GEETA’S GUIDE TO MOVING ON
Geeta Gidwani (Puja Mohindra) is in a stage of life that many of us can relate to: trying to find her bearings in the heartbreaking cesspool of a breakup. Her situation is especially dramatic because her fiancé and partner of 10 years, Dani (Andy Nagraj), delivers the bad news just hours before their engagement party. Geeta’s life immediately descends into chaos: Who is she without the man she moved to Chicago for? Will she ever be able to get out of bed without her family dragging her out of it? The web series Geeta’s Guide to Moving On is a portrait of a woman facing these obstacles and wobbling toward recovery.
Those who have had their fill of Eat Pray Love–esque narratives that center on white women who overcome emotional pain by exploring—and exoticizing—other cultures will be happy to know that Geeta’s characters are people of color, adding a refreshing element to familiar breakup and self-discovery plotlines. Women of color are hardly ever given the opportunity to experience growth onscreen, and Geeta’s Guide to Moving On closes that gap by excluding whiteness from the narrative altogether.
Geeta’s story is told through eight-minute episodes that feature her support network: There’s her South Asian family, who drag her to a divorce support group in the absence of a more appropriate type of free therapy; her aunties, who provide biting and surprisingly tech-savvy commentary about Geeta’s life; and her best friend Akua (Danielle Pinnock), an athletic fat Black woman who never hesitates to push Geeta toward her true potential. In a time when friendships between women of color from different ethnicities are rarely portrayed onscreen, Geeta’s friendship with Akua is sweet, sometimes full of tough love, but—most importantly—a necessary challenge to the tokenism to which women of color are usually subjected.

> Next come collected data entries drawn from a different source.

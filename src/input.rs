//! Input events delivered by the host front end.
//!
//! Game-agnostic. Each game maps keys and click ids onto its own actions.

/// All possible input events, normalized from keyboard, mouse, and touch sources.
#[derive(Debug, Clone, PartialEq)]
pub enum InputEvent {
    /// A key press from keyboard.
    Key(char),
    /// A click/tap on a button, identified by a semantic action ID.
    /// Each game defines its own action ID constants.
    Click(u16),
}
//! Contact-gated reward collection.
//!
//! Physical items and vouchers need an email and phone number on file.
//! When a reward like that is requested without them, the gate parks it
//! and prompts for details; a valid submission releases the parked reward
//! exactly once.
//!
//! ```text
//! Idle ──request (no contact)──▶ AwaitingContact ──valid submit──▶ Fulfilled ──finish──▶ Idle
//!   ▲                                │  ▲     │
//!   └───────────── dismiss ──────────┘  └─────┘ invalid submit
//! ```

use thiserror::Error;

/// Minimum phone number length, in characters.
pub const MIN_PHONE_LEN: usize = 10;

/// A reward parked until contact details exist.
#[derive(Clone, Debug, PartialEq, Eq)]
pub enum PendingReward {
    LadderItem { ladder_id: String, step_id: String },
    StorePurchase { item_id: String },
}

#[derive(Clone, Copy, Debug, PartialEq, Eq)]
pub enum ContactField {
    Email,
    Phone,
}

#[derive(Clone, Debug, PartialEq, Eq, Error)]
pub enum ContactError {
    #[error("Please fill in all fields to claim your reward.")]
    MissingField(ContactField),
    #[error("Please enter a valid email.")]
    InvalidEmail,
    #[error("Please enter a valid phone number.")]
    InvalidPhone,
}

impl ContactError {
    /// The form field to highlight.
    pub fn field(&self) -> ContactField {
        match self {
            ContactError::MissingField(field) => *field,
            ContactError::InvalidEmail => ContactField::Email,
            ContactError::InvalidPhone => ContactField::Phone,
        }
    }
}

#[derive(Clone, Debug, PartialEq, Eq)]
pub struct Contact {
    pub email: String,
    pub phone: String,
}

impl Contact {
    pub fn parse(email: &str, phone: &str) -> Result<Self, ContactError> {
        if email.is_empty() {
            return Err(ContactError::MissingField(ContactField::Email));
        }
        if phone.is_empty() {
            return Err(ContactError::MissingField(ContactField::Phone));
        }
        if !email.contains('@') {
            return Err(ContactError::InvalidEmail);
        }
        if phone.chars().count() < MIN_PHONE_LEN {
            return Err(ContactError::InvalidPhone);
        }
        Ok(Self {
            email: email.to_string(),
            phone: phone.to_string(),
        })
    }
}

#[derive(Clone, Copy, Debug, PartialEq, Eq)]
pub enum GatePhase {
    Idle,
    AwaitingContact,
    /// Details accepted; the released reward is being applied.
    Fulfilled,
}

/// Values typed into the prompt so far.
#[derive(Clone, Debug, Default, PartialEq, Eq)]
pub struct ContactDraft {
    pub email: String,
    pub phone: String,
}

#[derive(Clone, Debug)]
pub struct ContactGate {
    phase: GatePhase,
    pending: Option<PendingReward>,
    pub draft: ContactDraft,
    /// Last validation failure, shown inline under the form.
    pub error: Option<ContactError>,
}

impl ContactGate {
    pub fn new() -> Self {
        Self {
            phase: GatePhase::Idle,
            pending: None,
            draft: ContactDraft::default(),
            error: None,
        }
    }

    pub fn phase(&self) -> GatePhase {
        self.phase
    }

    pub fn pending(&self) -> Option<&PendingReward> {
        self.pending.as_ref()
    }

    pub fn is_prompting(&self) -> bool {
        self.phase == GatePhase::AwaitingContact
    }

    /// Route `reward` through the gate. Returns it straight back when the
    /// player already has contact details; otherwise parks it (replacing
    /// any unanswered request) and opens the prompt.
    pub fn request(&mut self, reward: PendingReward, has_contact: bool) -> Option<PendingReward> {
        if has_contact {
            return Some(reward);
        }
        if let Some(previous) = self.pending.replace(reward) {
            log::debug!("contact gate: replacing unanswered request {previous:?}");
        }
        self.phase = GatePhase::AwaitingContact;
        self.error = None;
        None
    }

    /// Validate a submission. On success the gate moves to `Fulfilled` and
    /// hands back the contact details plus the parked reward (if any); call
    /// [`finish`](Self::finish) once the reward is applied. On failure the
    /// typed values and the parked reward are kept.
    pub fn submit(
        &mut self,
        email: &str,
        phone: &str,
    ) -> Result<(Contact, Option<PendingReward>), ContactError> {
        self.draft = ContactDraft {
            email: email.to_string(),
            phone: phone.to_string(),
        };
        match Contact::parse(email, phone) {
            Ok(contact) => {
                self.error = None;
                self.draft = ContactDraft::default();
                self.phase = GatePhase::Fulfilled;
                Ok((contact, self.pending.take()))
            }
            Err(e) => {
                log::debug!("contact gate: rejected submission ({:?})", e.field());
                self.error = Some(e.clone());
                Err(e)
            }
        }
    }

    pub fn finish(&mut self) {
        self.phase = GatePhase::Idle;
    }

    /// Close the prompt without submitting. The parked reward is dropped.
    pub fn dismiss(&mut self) -> Option<PendingReward> {
        self.phase = GatePhase::Idle;
        self.error = None;
        self.draft = ContactDraft::default();
        self.pending.take()
    }
}

impl Default for ContactGate {
    fn default() -> Self {
        Self::new()
    }
}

When Geeta moves in with her parents postbreakup, they’re concerned and intrusive—as South Asian parents often are—and suffer alongside her, actively trying to help her get over Dani. The meddlesome but loving pair offers an authentic and welcome depiction of South Asian parents, and their relationship to Geeta shows a parent-daughter dynamic that is, again, a marked contrast to the independent-whitegirl-finding-her-way narrative. Rather than walking away from everything to “find herself,” Geeta finds solace and salvation in her support network. Their reassurance—even when Geeta is in deep denial—is heartwarming.
Each episode is prefaced with a lesson on how to move on, each one more relatable than the last. From the introductory “It sucks and that’s okay” to Geeta’s flailing attempt, in a later episode, to appear happy and healthy when it becomes clear Dani isn’t coming back to her, the web series explores the agony of being lost in your 20s, portraying the ensuing confusion and need to feel anything but despair and emphasizing the importance of gentleness and human connection in hard times. The typical onscreen exoticization of Brown women means that narratives about their lives are generally about being othered, rather than being human. Geeta’s Guide to Moving On gives space to a woman of color to simply be, with weaknesses, strengths, and the ability to express them without the stereotyping of the white gaze.
There are currently three episodes available for streaming, so there are myriad paths the story can take (I am curious to see what Geeta will do about her passion for dancing now that her life has changed), but Geeta’s Guide to Moving On gives us a necessary twist on a familiar story.
Geeta’s Guide to Moving On gives space to a woman of color to simply be.